- **What you will do**
Each line of the entries below that includes "never" belongs in your answer.

[Records from a dataset]
▽

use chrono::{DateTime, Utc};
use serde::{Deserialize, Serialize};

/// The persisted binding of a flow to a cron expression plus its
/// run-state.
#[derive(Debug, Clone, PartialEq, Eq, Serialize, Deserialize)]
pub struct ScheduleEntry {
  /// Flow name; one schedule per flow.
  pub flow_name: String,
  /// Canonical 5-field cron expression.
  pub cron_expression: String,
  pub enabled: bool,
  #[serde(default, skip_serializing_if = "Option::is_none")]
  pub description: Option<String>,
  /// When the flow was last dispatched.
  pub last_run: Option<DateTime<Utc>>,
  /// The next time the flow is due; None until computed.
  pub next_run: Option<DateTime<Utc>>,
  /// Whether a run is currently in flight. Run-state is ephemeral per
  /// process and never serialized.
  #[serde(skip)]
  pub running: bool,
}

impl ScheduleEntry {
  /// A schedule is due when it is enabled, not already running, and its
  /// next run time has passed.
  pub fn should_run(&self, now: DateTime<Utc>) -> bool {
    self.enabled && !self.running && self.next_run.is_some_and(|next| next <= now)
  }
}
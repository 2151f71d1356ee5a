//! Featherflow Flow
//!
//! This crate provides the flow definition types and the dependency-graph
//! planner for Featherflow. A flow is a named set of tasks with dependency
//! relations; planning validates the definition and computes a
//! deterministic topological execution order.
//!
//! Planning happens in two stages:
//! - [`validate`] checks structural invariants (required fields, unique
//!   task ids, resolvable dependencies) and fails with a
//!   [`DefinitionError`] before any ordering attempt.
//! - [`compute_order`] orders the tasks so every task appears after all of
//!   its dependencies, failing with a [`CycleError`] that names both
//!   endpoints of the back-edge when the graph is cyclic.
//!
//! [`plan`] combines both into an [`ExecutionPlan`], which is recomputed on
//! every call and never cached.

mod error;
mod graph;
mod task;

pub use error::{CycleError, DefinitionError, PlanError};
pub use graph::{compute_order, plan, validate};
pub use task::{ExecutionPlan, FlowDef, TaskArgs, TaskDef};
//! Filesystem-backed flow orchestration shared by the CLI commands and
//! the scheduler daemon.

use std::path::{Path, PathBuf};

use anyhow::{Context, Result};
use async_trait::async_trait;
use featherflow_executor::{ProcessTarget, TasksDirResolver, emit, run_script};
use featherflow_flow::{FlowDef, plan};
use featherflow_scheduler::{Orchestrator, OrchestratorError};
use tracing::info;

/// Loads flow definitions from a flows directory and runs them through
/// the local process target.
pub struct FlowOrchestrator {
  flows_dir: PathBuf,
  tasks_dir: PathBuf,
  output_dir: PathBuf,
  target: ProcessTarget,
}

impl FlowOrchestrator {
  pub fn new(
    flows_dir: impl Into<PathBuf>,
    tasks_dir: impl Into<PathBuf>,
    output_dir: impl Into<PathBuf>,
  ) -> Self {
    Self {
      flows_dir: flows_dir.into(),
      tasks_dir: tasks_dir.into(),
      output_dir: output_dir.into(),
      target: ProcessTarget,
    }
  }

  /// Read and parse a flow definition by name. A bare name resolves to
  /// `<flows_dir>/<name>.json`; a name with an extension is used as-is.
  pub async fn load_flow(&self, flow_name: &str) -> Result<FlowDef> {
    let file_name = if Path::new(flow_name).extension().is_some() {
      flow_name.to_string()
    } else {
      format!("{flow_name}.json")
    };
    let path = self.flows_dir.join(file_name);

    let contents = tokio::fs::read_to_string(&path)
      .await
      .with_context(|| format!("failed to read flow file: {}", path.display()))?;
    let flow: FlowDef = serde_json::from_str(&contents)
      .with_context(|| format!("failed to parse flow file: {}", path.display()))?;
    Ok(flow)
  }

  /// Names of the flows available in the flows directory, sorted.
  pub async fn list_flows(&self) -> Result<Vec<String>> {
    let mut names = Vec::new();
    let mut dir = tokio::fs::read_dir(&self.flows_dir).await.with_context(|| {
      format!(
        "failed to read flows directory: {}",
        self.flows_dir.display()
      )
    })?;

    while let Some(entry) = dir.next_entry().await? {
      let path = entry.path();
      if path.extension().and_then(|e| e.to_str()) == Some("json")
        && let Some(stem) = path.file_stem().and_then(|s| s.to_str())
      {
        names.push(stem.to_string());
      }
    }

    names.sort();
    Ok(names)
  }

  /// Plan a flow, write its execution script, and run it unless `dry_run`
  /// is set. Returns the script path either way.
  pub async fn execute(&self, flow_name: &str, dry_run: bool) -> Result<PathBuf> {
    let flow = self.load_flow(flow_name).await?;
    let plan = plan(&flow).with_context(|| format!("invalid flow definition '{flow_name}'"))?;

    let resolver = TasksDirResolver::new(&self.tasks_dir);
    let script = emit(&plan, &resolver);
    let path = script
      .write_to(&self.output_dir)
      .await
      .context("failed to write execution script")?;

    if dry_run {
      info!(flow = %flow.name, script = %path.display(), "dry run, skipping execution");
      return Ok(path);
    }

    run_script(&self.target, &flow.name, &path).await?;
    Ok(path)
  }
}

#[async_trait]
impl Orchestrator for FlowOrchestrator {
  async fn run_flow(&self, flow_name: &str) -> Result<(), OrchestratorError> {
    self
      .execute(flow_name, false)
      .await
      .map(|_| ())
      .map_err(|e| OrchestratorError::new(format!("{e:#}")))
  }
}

△

- **Expected output**
  /// process and never serialized.
//! every call and never cached.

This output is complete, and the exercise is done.